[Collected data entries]
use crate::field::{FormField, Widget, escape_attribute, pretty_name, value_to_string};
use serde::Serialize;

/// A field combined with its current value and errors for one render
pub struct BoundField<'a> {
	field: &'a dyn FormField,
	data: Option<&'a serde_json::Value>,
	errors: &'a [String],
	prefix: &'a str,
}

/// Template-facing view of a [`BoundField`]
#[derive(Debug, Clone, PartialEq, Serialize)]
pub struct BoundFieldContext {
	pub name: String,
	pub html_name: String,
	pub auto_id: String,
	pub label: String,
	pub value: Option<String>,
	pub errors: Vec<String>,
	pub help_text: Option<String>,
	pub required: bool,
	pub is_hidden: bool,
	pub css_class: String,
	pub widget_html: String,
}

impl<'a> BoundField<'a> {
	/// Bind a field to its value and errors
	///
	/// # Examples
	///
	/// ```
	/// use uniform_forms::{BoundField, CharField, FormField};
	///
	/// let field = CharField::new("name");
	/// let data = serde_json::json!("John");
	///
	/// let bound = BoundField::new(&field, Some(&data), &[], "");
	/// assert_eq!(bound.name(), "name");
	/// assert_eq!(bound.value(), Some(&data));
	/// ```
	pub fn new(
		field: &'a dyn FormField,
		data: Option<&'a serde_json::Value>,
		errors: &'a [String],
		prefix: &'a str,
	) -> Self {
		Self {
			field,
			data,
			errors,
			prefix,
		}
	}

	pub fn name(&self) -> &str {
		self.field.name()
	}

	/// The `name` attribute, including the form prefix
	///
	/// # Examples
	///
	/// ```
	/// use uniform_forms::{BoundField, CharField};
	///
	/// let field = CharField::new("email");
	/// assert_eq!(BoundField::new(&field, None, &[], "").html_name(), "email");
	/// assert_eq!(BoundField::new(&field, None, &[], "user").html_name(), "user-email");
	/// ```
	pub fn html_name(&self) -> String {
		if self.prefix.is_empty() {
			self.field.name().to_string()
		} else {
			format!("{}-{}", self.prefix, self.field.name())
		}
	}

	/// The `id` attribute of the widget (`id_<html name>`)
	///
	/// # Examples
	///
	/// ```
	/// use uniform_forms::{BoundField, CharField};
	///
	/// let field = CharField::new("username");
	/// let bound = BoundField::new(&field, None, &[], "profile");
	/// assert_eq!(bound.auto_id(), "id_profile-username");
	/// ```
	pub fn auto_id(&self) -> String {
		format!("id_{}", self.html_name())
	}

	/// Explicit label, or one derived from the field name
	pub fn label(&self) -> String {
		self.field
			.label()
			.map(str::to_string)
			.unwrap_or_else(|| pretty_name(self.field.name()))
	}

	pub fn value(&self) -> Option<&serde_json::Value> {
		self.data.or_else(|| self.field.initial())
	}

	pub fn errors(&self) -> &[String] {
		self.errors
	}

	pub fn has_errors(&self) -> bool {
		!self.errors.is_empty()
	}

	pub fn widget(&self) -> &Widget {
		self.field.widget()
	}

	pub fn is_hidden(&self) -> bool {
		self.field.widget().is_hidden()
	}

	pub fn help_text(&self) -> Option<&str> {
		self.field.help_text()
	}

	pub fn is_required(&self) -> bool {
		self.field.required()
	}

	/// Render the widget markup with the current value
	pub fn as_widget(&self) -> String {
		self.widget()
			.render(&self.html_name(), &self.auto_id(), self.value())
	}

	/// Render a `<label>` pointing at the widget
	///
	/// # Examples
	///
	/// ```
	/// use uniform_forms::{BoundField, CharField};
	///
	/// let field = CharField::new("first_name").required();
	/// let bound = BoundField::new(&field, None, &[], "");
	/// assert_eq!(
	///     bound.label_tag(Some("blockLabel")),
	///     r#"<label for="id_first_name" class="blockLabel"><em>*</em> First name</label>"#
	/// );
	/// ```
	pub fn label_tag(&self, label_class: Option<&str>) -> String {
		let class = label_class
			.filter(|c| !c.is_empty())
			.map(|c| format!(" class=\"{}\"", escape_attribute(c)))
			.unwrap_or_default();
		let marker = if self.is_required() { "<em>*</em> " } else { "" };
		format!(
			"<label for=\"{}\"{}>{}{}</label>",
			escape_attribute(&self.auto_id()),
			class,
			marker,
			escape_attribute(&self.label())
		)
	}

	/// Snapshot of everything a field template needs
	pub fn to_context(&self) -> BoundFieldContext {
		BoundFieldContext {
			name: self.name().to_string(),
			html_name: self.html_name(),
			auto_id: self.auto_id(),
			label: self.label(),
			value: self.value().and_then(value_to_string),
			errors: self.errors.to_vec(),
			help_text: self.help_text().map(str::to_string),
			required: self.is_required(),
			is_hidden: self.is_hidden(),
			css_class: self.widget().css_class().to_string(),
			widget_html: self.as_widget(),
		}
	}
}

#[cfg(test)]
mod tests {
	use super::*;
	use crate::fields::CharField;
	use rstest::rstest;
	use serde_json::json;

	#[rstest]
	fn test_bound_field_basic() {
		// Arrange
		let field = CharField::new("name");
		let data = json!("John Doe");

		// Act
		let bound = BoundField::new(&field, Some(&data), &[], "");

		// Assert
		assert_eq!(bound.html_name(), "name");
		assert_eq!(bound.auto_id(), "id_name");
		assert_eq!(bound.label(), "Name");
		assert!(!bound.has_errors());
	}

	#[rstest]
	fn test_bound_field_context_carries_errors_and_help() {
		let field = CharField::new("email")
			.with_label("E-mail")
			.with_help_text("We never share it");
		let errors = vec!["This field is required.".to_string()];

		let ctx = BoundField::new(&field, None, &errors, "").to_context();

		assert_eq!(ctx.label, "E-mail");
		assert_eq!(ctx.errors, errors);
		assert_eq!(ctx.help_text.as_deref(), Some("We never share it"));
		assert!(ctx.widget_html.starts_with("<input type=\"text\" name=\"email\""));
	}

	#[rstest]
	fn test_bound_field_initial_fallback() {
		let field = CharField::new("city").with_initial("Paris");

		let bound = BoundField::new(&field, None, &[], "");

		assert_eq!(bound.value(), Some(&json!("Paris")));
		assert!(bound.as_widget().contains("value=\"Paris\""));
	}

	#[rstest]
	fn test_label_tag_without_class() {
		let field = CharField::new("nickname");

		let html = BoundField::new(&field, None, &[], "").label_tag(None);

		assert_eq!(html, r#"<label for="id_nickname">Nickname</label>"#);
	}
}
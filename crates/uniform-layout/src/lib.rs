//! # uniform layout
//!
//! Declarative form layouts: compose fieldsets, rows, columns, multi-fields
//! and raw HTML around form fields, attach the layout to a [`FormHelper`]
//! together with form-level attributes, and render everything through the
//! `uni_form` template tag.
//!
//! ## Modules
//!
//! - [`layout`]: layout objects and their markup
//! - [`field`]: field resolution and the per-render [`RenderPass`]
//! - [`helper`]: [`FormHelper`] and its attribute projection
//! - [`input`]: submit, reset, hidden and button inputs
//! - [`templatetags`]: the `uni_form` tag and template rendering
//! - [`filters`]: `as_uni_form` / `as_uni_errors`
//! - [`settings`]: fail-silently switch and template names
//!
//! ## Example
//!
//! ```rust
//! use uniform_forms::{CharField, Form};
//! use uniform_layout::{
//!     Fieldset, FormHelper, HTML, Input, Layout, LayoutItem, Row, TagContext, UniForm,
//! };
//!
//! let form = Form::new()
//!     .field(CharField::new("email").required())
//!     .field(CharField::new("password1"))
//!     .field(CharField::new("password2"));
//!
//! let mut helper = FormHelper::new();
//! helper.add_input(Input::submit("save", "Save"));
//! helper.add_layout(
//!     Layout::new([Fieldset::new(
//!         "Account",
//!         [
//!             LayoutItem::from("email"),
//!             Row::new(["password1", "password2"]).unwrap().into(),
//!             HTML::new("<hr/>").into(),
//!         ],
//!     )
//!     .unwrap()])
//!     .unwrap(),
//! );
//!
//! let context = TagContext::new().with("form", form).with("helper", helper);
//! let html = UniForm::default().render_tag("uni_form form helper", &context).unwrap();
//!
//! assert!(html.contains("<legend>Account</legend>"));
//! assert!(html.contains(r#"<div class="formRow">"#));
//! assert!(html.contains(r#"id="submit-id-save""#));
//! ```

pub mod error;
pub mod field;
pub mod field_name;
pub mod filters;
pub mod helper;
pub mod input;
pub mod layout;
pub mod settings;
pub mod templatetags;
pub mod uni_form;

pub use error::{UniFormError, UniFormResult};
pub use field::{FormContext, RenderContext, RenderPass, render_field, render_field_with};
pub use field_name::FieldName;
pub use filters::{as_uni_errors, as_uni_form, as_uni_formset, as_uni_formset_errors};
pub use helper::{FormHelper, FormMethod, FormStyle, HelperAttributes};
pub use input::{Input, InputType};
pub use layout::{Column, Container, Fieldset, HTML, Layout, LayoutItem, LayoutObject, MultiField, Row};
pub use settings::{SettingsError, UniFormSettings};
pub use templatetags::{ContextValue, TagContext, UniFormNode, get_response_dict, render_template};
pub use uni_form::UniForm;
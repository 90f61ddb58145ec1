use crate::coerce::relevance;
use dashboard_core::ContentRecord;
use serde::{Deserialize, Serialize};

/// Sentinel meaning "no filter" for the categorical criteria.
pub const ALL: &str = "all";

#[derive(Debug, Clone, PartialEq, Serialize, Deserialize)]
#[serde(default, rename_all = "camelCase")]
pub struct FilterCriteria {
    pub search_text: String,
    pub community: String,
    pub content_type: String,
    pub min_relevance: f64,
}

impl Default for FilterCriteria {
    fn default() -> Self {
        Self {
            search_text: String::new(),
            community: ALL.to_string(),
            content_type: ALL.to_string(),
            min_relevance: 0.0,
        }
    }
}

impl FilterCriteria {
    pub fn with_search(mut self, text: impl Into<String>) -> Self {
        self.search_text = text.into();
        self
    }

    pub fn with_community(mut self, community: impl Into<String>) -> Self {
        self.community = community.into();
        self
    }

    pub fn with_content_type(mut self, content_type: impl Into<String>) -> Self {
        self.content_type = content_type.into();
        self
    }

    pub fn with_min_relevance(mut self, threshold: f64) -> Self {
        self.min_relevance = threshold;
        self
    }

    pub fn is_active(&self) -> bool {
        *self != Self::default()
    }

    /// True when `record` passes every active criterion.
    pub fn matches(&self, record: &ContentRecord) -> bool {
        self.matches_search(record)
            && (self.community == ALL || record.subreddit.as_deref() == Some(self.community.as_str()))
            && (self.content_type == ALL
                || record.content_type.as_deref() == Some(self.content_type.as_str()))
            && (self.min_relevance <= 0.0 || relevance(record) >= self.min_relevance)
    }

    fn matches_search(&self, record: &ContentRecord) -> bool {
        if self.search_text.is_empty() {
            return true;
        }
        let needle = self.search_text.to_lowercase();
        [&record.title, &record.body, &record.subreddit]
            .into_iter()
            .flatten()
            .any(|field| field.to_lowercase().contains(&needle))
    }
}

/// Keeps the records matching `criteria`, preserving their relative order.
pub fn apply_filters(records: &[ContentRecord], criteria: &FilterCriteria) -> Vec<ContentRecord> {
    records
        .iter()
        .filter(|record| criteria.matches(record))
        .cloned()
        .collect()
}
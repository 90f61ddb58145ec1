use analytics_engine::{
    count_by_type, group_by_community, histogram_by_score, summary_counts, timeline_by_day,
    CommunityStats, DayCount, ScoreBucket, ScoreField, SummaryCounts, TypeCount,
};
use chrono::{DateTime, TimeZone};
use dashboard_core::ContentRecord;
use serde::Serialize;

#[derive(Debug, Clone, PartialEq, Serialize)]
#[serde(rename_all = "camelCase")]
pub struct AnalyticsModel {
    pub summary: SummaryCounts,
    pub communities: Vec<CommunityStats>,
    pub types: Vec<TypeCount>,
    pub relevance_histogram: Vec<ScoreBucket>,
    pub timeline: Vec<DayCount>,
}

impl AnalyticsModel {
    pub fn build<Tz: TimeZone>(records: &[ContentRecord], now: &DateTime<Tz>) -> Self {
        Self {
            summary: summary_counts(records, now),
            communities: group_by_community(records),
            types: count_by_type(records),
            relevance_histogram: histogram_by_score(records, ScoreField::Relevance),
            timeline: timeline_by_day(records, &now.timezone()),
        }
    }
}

* [EXERCISE GOAL]: Working from the entries above, return all lines that contain "marker".

* [RESPONSE TO THE EXERCISE]:
		let marker = if self.is_required() { "<em>*</em> " } else { "" };
			marker,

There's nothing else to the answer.